3: Published in the February issue of Harvard Business Review in 2007 and is reproducedhere
4: You have to wonder though that folk who have recently had something of an impact on the planet were not very good at complying. Bill Gates, Steve Jobs, Larry Page, Sergey Brin come to mind.
5: To illustrate exponential growth let’s imagine that we take a step and it is a metre of ground we cover. Then let’s imagine that each step we take is double the last one. After nine steps we have covered a kilometre. In our 28th step we will have passed the moon. Step thirty four takes us past the sun.
6: And no, I don’t buy the fanciful stuff of his around the singularity but his tracking of the exponential growth of things computational is largely undisputed. Kurzweil, R. (2001). The law of accelerating returns. KurzweilAI.net. Retrieved from http://www.kurzweilai.net/meme/frame.html?main=/articles/art0134.html
7: I think the line is: Houston, we have a problem.
8: Kelly, K. (2010). What Technology Wants. New York: Penguin.
9: And not just simple replication but robots that work to improve each subsequent generation of robot.

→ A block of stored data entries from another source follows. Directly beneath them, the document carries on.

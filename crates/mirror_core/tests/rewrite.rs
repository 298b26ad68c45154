use mirror_core::{MarkupRewriter, ResolvedResource, ResourceKind, ResourceLocator, ResourceReference};
use pretty_assertions::assert_eq;

fn local(name: &str) -> ResolvedResource {
    ResolvedResource::Local {
        file_name: name.to_string(),
    }
}

#[test]
fn links_are_rewritten_in_both_quote_styles() {
    let body = r#"<a href="/bbcswebdav/x.pdf">Notes</a> <a href='/bbcswebdav/x.pdf'>again</a>"#;
    let reference = ResourceReference::new("/bbcswebdav/x.pdf", None, ResourceKind::Document, None);
    let out = MarkupRewriter::new("Week 1_files").rewrite(body, &[(reference, local("x.pdf"))]);

    assert_eq!(
        out,
        r#"<a href="Week 1_files/x.pdf">Notes</a> <a href='Week 1_files/x.pdf'>again</a>"#
    );
}

#[test]
fn unavailable_reference_keeps_remote_url_while_others_are_rewritten() {
    let body = r#"<img src="/a.png"><img src="/missing.png"><img src="/b.png">"#;
    let refs = ResourceLocator::new().locate(body);
    let mapping = vec![
        (refs[0].clone(), local("a.png")),
        (refs[1].clone(), ResolvedResource::Unavailable),
        (refs[2].clone(), local("b.png")),
    ];
    let out = MarkupRewriter::new("p_files").rewrite(body, &mapping);

    assert_eq!(
        out,
        r#"<img src="p_files/a.png"><img src="/missing.png"><img src="p_files/b.png">"#
    );
}

#[test]
fn escaped_ampersands_in_markup_are_matched() {
    let body = r#"<img src="/render?id=4&amp;size=full">"#;
    let refs = ResourceLocator::new().locate(body);
    let out = MarkupRewriter::new("d_files").rewrite(body, &[(refs[0].clone(), local("render"))]);

    assert_eq!(out, r#"<img src="d_files/render">"#);
}

#[test]
fn attachment_image_marker_becomes_plain_img() {
    let body = concat!(
        "<p>Before</p>",
        r#"<a href="/bbcswebdav/xid-1_1" data-bbfile="{&quot;fileName&quot;:&quot;diagram.png&quot;,"#,
        r#"&quot;mimeType&quot;:&quot;image/png&quot;,&quot;alternativeText&quot;:&quot;A &amp; B&quot;}">"#,
        "diagram.png</a>",
        "<p>After</p>"
    );
    let refs = ResourceLocator::new().locate(body);
    assert_eq!(refs.len(), 1);
    let out = MarkupRewriter::new("Page_files").rewrite(body, &[(refs[0].clone(), local("diagram.png"))]);

    assert_eq!(
        out,
        concat!(
            "<p>Before</p>",
            r#"<img src="Page_files/diagram.png" alt="A &amp; B" style="max-width: 100%; height: auto;">"#,
            "<p>After</p>"
        )
    );
}

#[test]
fn attachment_image_with_unreadable_metadata_falls_back_to_file_name_alt() {
    let body = r#"<a href="/u/1" data-bbfile="{broken">x</a>"#;
    let reference = ResourceReference::new(
        "/u/1",
        Some("shot.jpg".into()),
        ResourceKind::Attachment,
        Some("image/jpeg".into()),
    );
    let out = MarkupRewriter::new("n_files").rewrite(body, &[(reference, local("shot.jpg"))]);

    assert_eq!(
        out,
        r#"<img src="n_files/shot.jpg" alt="shot.jpg" style="max-width: 100%; height: auto;">"#
    );
}

#[test]
fn same_url_occurrences_all_point_at_one_file() {
    let body = r#"<img src="img.png?v=1"><img src="img.png?v=2"><img src="img.png?v=1">"#;
    let refs = ResourceLocator::new().locate(body);
    assert_eq!(refs.len(), 2);
    let mapping: Vec<_> = refs.into_iter().map(|r| (r, local("img.png"))).collect();
    let out = MarkupRewriter::new("q_files").rewrite(body, &mapping);

    assert_eq!(out, r#"<img src="q_files/img.png"><img src="q_files/img.png"><img src="q_files/img.png">"#);
}

#[test]
fn inline_mode_embeds_image_bytes() {
    let body = r#"<p><img src="/pic.gif" alt="p"></p><img src="/gone.png">"#;
    let refs = ResourceLocator::new().locate(body);
    let mapping = vec![
        (
            refs[0].clone(),
            ResolvedResource::Inline {
                bytes: b"GIF8".to_vec(),
                content_type: Some("image/gif".into()),
            },
        ),
        (refs[1].clone(), ResolvedResource::Unavailable),
    ];
    let out = MarkupRewriter::new("unused_files").rewrite(body, &mapping);

    assert_eq!(
        out,
        r#"<p><img src="data:image/gif;base64,R0lGOA==" alt="p"></p><img src="/gone.png">"#
    );
}

#[test]
fn inline_mode_turns_image_marker_into_embedded_img() {
    let body = r#"<a href="/bbcswebdav/pid/photo.jpg" data-bbfile="{&quot;fileName&quot;:&quot;photo.jpg&quot;,&quot;mimeType&quot;:&quot;image/jpeg&quot;,&quot;displayName&quot;:&quot;Bench&quot;}">photo.jpg</a>"#;
    let refs = ResourceLocator::new().locate(body);
    let mapping = vec![(
        refs[0].clone(),
        ResolvedResource::Inline {
            bytes: b"jpeg".to_vec(),
            content_type: Some("image/jpeg".into()),
        },
    )];
    let out = MarkupRewriter::new("unused_files").rewrite(body, &mapping);

    assert_eq!(
        out,
        r#"<img src="data:image/jpeg;base64,anBlZw==" alt="Bench" style="max-width: 100%; height: auto;">"#
    );
}

#[test]
fn local_names_with_hash_or_percent_are_escaped_in_links() {
    let body = r#"<a href="/docs/notes%231.pdf">n</a><a href="/docs/full.pdf">f</a>"#;
    let refs = ResourceLocator::new().locate(body);
    let mapping = vec![
        (refs[0].clone(), local("notes#1.pdf")),
        (refs[1].clone(), local("100% full.pdf")),
    ];
    let out = MarkupRewriter::new("p_files").rewrite(body, &mapping);

    assert_eq!(
        out,
        r#"<a href="p_files/notes%231.pdf">n</a><a href="p_files/100%25 full.pdf">f</a>"#
    );
}

#[test]
fn non_target_markup_is_untouched() {
    let body = r#"<div class="x"><a href="/keep.html">keep</a><img src="/a.png"></div>"#;
    let refs = ResourceLocator::new().locate(body);
    let out = MarkupRewriter::new("f_files").rewrite(body, &[(refs[0].clone(), local("a.png"))]);

    assert_eq!(out, r#"<div class="x"><a href="/keep.html">keep</a><img src="f_files/a.png"></div>"#);
}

10: Already in its hobbyist phase with what is popularly termed 3D printing.
11: Thomas, D., & Brown, J. S. (2011). A New Culture of Learning: Cultivating the Imagination for a World of Constant Change. Seattle: CreateSpace, p. 81.
12: Christensen, C. M. (1997). The innovator
13: Eight ‘one size fits all’ agendas into one ‘one size fits all’ agenda.
14: McDermott coined the term ‘wishful naming’ to describe such labelling. McDermott, D. (1976). Artificial Intelligence Meets Natural Stupidity. SIGART Newsletter (April), 4-9.
15: Schrage, M. (2006). Process pantomime: When form substitutes for substance, you have an IT leadership problem. CIO. Framingham, 19(23), 46-49.